(DATASET EXCERPTS)

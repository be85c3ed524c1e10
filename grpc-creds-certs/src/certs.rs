use crate::{error::*, log::*};
use rustls::{
  crypto::CryptoProvider,
  pki_types::{self, pem::PemObject},
  sign::CertifiedKey,
  InconsistentKeys,
};
use std::sync::Arc;
use x509_parser::prelude::*;

/* ------------------------------------------------ */
/// Raw certificates in rustls format
pub(crate) type Certificate = pki_types::CertificateDer<'static>;
/// Raw private key in rustls format
type PrivateKey = pki_types::PrivateKeyDer<'static>;

/* ------------------------------------------------ */
/// Decode PEM certificates. Fails when the material holds no certificate at all.
pub(crate) fn read_certs(cert_pem: &[u8]) -> Result<Vec<Certificate>, CredError> {
  debug!("Read TLS certificates");
  let certs = Certificate::pem_slice_iter(cert_pem)
    .collect::<Result<Vec<_>, _>>()
    .map_err(|e| CredError::malformed(format!("Unable to parse the certificates: {e:?}")))?;
  if certs.is_empty() {
    return Err(CredError::malformed("No certificate found in PEM material"));
  }
  Ok(certs)
}

/// Decode PEM private keys, PKCS#8 first and then RSA (PKCS#1)
fn read_keys(key_pem: &[u8]) -> Result<Vec<PrivateKey>, CredError> {
  debug!("Read TLS private key");
  let pkcs8_keys = pki_types::PrivatePkcs8KeyDer::pem_slice_iter(key_pem)
    .map(|v| v.map(PrivateKey::Pkcs8))
    .collect::<Result<Vec<_>, _>>()
    .map_err(|e| CredError::malformed(format!("Unable to parse the private keys (PKCS8): {e:?}")))?;
  let mut rsa_keys = pki_types::PrivatePkcs1KeyDer::pem_slice_iter(key_pem)
    .map(|v| v.map(PrivateKey::Pkcs1))
    .collect::<Result<Vec<_>, _>>()
    .map_err(|e| CredError::malformed(format!("Unable to parse the private keys (RSA): {e:?}")))?;

  let mut keys = pkcs8_keys;
  keys.append(&mut rsa_keys);
  if keys.is_empty() {
    return Err(CredError::malformed(
      "No private keys found - Make sure that they are in PKCS#1 or PKCS#8 PEM format",
    ));
  }
  Ok(keys)
}

/* ------------------------------------------------ */
/// Certificates and private keys decoded from a single PEM pair
#[derive(Debug, PartialEq, Eq, Clone)]
pub struct CertsKeys {
  certs: Vec<Certificate>,
  cert_keys: Arc<Vec<PrivateKey>>,
}

impl CertsKeys {
  /// Decode a PEM certificate/key pair
  pub fn from_pem(cert_pem: &[u8], key_pem: &[u8]) -> Result<Self, CredError> {
    Ok(Self {
      certs: read_certs(cert_pem)?,
      cert_keys: Arc::new(read_keys(key_pem)?),
    })
  }

  /// End-entity certificate
  pub fn end_entity_cert(&self) -> &Certificate {
    // read_certs never yields an empty list
    &self.certs[0]
  }

  /// Parse the private key with the given provider and return a rustls CertifiedKey whose key matches its certificate
  pub fn rustls_certified_key(&self, provider: &CryptoProvider) -> Result<CertifiedKey, CredError> {
    let signing_key = self
      .cert_keys
      .iter()
      .find_map(|k| provider.key_provider.load_private_key(k.clone_key()).ok())
      .ok_or_else(|| CredError::malformed("Unable to find a supported private key"))?;

    let certified_key = CertifiedKey::new(self.certs.clone(), signing_key);
    match certified_key.keys_match() {
      // key type without public key export, nothing to compare
      Ok(()) | Err(rustls::Error::InconsistentKeys(InconsistentKeys::Unknown)) => Ok(certified_key),
      Err(e) => {
        warn!("Private key does not match the certificate: {e}");
        Err(CredError::malformed(format!("Private key does not match the certificate: {e}")))
      }
    }
  }

  /// Subject and SAN names of the end-entity certificate
  pub fn identity_summary(&self) -> Result<IdentitySummary, CredError> {
    IdentitySummary::from_cert_der(self.end_entity_cert())
  }
}

/* ------------------------------------------------ */
/// Human readable identity of a certificate
#[derive(Debug, PartialEq, Eq, Clone)]
pub struct IdentitySummary {
  /// Subject distinguished name, e.g. `CN=grpc-creds.local, O=grpc-creds`
  pub subject: String,
  /// DNS names in the subject alternative name extension
  pub dns_names: Vec<String>,
}

impl IdentitySummary {
  pub fn from_cert_der(der: &[u8]) -> Result<Self, CredError> {
    let (_, x509_cert) =
      parse_x509_certificate(der).map_err(|e| CredError::malformed(format!("Unable to parse the certificate: {e}")))?;

    let dns_names = match x509_cert.subject_alternative_name() {
      Ok(Some(san)) => san
        .value
        .general_names
        .iter()
        .filter_map(|name| match name {
          GeneralName::DNSName(dns) => Some(dns.to_string()),
          _ => None,
        })
        .collect(),
      _ => vec![],
    };

    Ok(Self {
      subject: x509_cert.subject().to_string(),
      dns_names,
    })
  }
}

/* ------------------------------------------------ */
mod parse;
mod toml;

pub use {
  parse::{build_settings, parse_opts, Mode},
  toml::ConfigToml,
};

(End DATASET EXCERPTS)

◆ **TASK TO CARRY OUT**
Word for word, write out the entries above again.

◆ **WRITTEN ANSWER**
repository be85c3ed524c1e10
filename grpc-creds-certs/src/certs.rs
use crate::{error::*, log::*};
use rustls::{
  crypto::CryptoProvider,
  pki_types::{self, pem::PemObject},
  sign::CertifiedKey,
  InconsistentKeys,
};
use std::sync::Arc;
use x509_parser::prelude::*;

/* ------------------------------------------------ */
/// Raw certificates in rustls format
pub(crate) type Certificate = pki_types::CertificateDer<'static>;
/// Raw private key in rustls format
type PrivateKey = pki_types::PrivateKeyDer<'static>;

/* ------------------------------------------------ */
/// Decode PEM certificates. Fails when the material holds no certificate at all.
pub(crate) fn read_certs(cert_pem: &[u8]) -> Result<Vec<Certificate>, CredError> {
  debug!("Read TLS certificates");
  let certs = Certificate::pem_slice_iter(cert_pem)
    .collect::<Result<Vec<_>, _>>()
    .map_err(|e| CredError::malformed(format!("Unable to parse the certificates: {e:?}")))?;
  if certs.is_empty() {
    return Err(CredError::malformed("No certificate found in PEM material"));
  }
  Ok(certs)
}

/// Decode PEM private keys, PKCS#8 first and then RSA (PKCS#1)
fn read_keys(key_pem: &[u8]) -> Result<Vec<PrivateKey>, CredError> {
  debug!("Read TLS private key");
  let pkcs8_keys = pki_types::PrivatePkcs8KeyDer::pem_slice_iter(key_pem)
    .map(|v| v.map(PrivateKey::Pkcs8))
    .collect::<Result<Vec<_>, _>>()
    .map_err(|e| CredError::malformed(format!("Unable to parse the private keys (PKCS8): {e:?}")))?;
  let mut rsa_keys = pki_types::PrivatePkcs1KeyDer::pem_slice_iter(key_pem)
    .map(|v| v.map(PrivateKey::Pkcs1))
    .collect::<Result<Vec<_>, _>>()
    .map_err(|e| CredError::malformed(format!("Unable to parse the private keys (RSA): {e:?}")))?;

  let mut keys = pkcs8_keys;
  keys.append(&mut rsa_keys);
  if keys.is_empty() {
    return Err(CredError::malformed(
      "No private keys found - Make sure that they are in PKCS#1 or PKCS#8 PEM format",
    ));
  }
  Ok(keys)
}

/* ------------------------------------------------ */
/// Certificates and private keys decoded from a single PEM pair
#[derive(Debug, PartialEq, Eq, Clone)]
pub struct CertsKeys {
  certs: Vec<Certificate>,
  cert_keys: Arc<Vec<PrivateKey>>,
}

impl CertsKeys {
  /// Decode a PEM certificate/key pair
  pub fn from_pem(cert_pem: &[u8], key_pem: &[u8]) -> Result<Self, CredError> {
    Ok(Self {
      certs: read_certs(cert_pem)?,
      cert_keys: Arc::new(read_keys(key_pem)?),
    })
  }

  /// End-entity certificate
  pub fn end_entity_cert(&self) -> &Certificate {
    // read_certs never yields an empty list
    &self.certs[0]
  }

  /// Parse the private key with the given provider and return a rustls CertifiedKey whose key matches its certificate
  pub fn rustls_certified_key(&self, provider: &CryptoProvider) -> Result<CertifiedKey, CredError> {
    let signing_key = self
      .cert_keys
      .iter()
      .find_map(|k| provider.key_provider.load_private_key(k.clone_key()).ok())
      .ok_or_else(|| CredError::malformed("Unable to find a supported private key"))?;

    let certified_key = CertifiedKey::new(self.certs.clone(), signing_key);
    match certified_key.keys_match() {
      // key type without public key export, nothing to compare
      Ok(()) | Err(rustls::Error::InconsistentKeys(InconsistentKeys::Unknown)) => Ok(certified_key),
      Err(e) => {
        warn!("Private key does not match the certificate: {e}");
        Err(CredError::malformed(format!("Private key does not match the certificate: {e}")))
      }
    }
  }

  /// Subject and SAN names of the end-entity certificate
  pub fn identity_summary(&self) -> Result<IdentitySummary, CredError> {
    IdentitySummary::from_cert_der(self.end_entity_cert())
  }
}

/* ------------------------------------------------ */
/// Human readable identity of a certificate
#[derive(Debug, PartialEq, Eq, Clone)]
pub struct IdentitySummary {
  /// Subject distinguished name, e.g. `CN=grpc-creds.local, O=grpc-creds`
  pub subject: String,
  /// DNS names in the subject alternative name extension
  pub dns_names: Vec<String>,
}

impl IdentitySummary {
  pub fn from_cert_der(der: &[u8]) -> Result<Self, CredError> {
    let (_, x509_cert) =
      parse_x509_certificate(der).map_err(|e| CredError::malformed(format!("Unable to parse the certificate: {e}")))?;

    let dns_names = match x509_cert.subject_alternative_name() {
      Ok(Some(san)) => san
        .value
        .general_names
        .iter()
        .filter_map(|name| match name {
          GeneralName::DNSName(dns) => Some(dns.to_string()),
          _ => None,
        })
        .collect(),
      _ => vec![],
    };

    Ok(Self {
      subject: x509_cert.subject().to_string(),
      dns_names,
    })
  }
}

/* ------------------------------------------------ */
mod parse;
mod toml;

pub use {
  parse::{build_settings, parse_opts, Mode},
  toml::ConfigToml,
};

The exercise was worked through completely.